O prefeito de Balneário Piçarras, Tiago Baltt (MDB), foi preso preventivamente nesta terça-feira (19), em Brasília, durante a Operação Regalo. A ação foi deflagrada pelo Gaeco e pelo Geac, ligados ao Ministério Público de Santa Catarina.

Investigação apura contratos públicos
Segundo o MPSC, a operação investiga suspeitas de organização criminosa, corrupção ativa e passiva, fraude à licitação e lavagem de dinheiro em contratos públicos de Balneário Piçarras e São João Batista.
As investigações começaram em 2024 e são conduzidas pelo Geac de Itajaí.
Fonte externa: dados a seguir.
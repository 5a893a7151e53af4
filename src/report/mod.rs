//! Plain-text reports for the command line.

pub mod format;

pub use format::{format_metrics, format_summary, format_table};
A apuração mira contratos ligados a obras e à urbanização da Orla Norte de Balneário Piçarras, além de outros contratos públicos nos dois municípios.
Suspeita de propina em contratos
De acordo com o Ministério Público, há indícios de atuação conjunta entre um núcleo político-administrativo e um núcleo empresarial. A suspeita é de pagamento de propina equivalente a 3% dos contratos públicos vinculados a Balneário Piçarras.
Ainda conforme o MPSC, somente em Balneário Piçarras os valores supostamente pagos em propina chegam a cerca de R$ 485,9 mil. O órgão também afirma haver sinais de continuidade das práticas investigadas, incluindo possível superfaturamento de obras públicas no Litoral Norte catarinense.

Prefeitura diz colaborar com a investigação
A pedido do MPSC, a Justiça determinou o sequestro de valores apontados como produto do pagamento de propinas. Os materiais apreendidos serão analisados para aprofundar a apuração e identificar outros possíveis envolvidos.
Em nota, a Prefeitura de Balneário Piçarras informou que presta total colaboração com a operação e com os órgãos responsáveis pela investigação. O processo tramita sob sigilo judicial.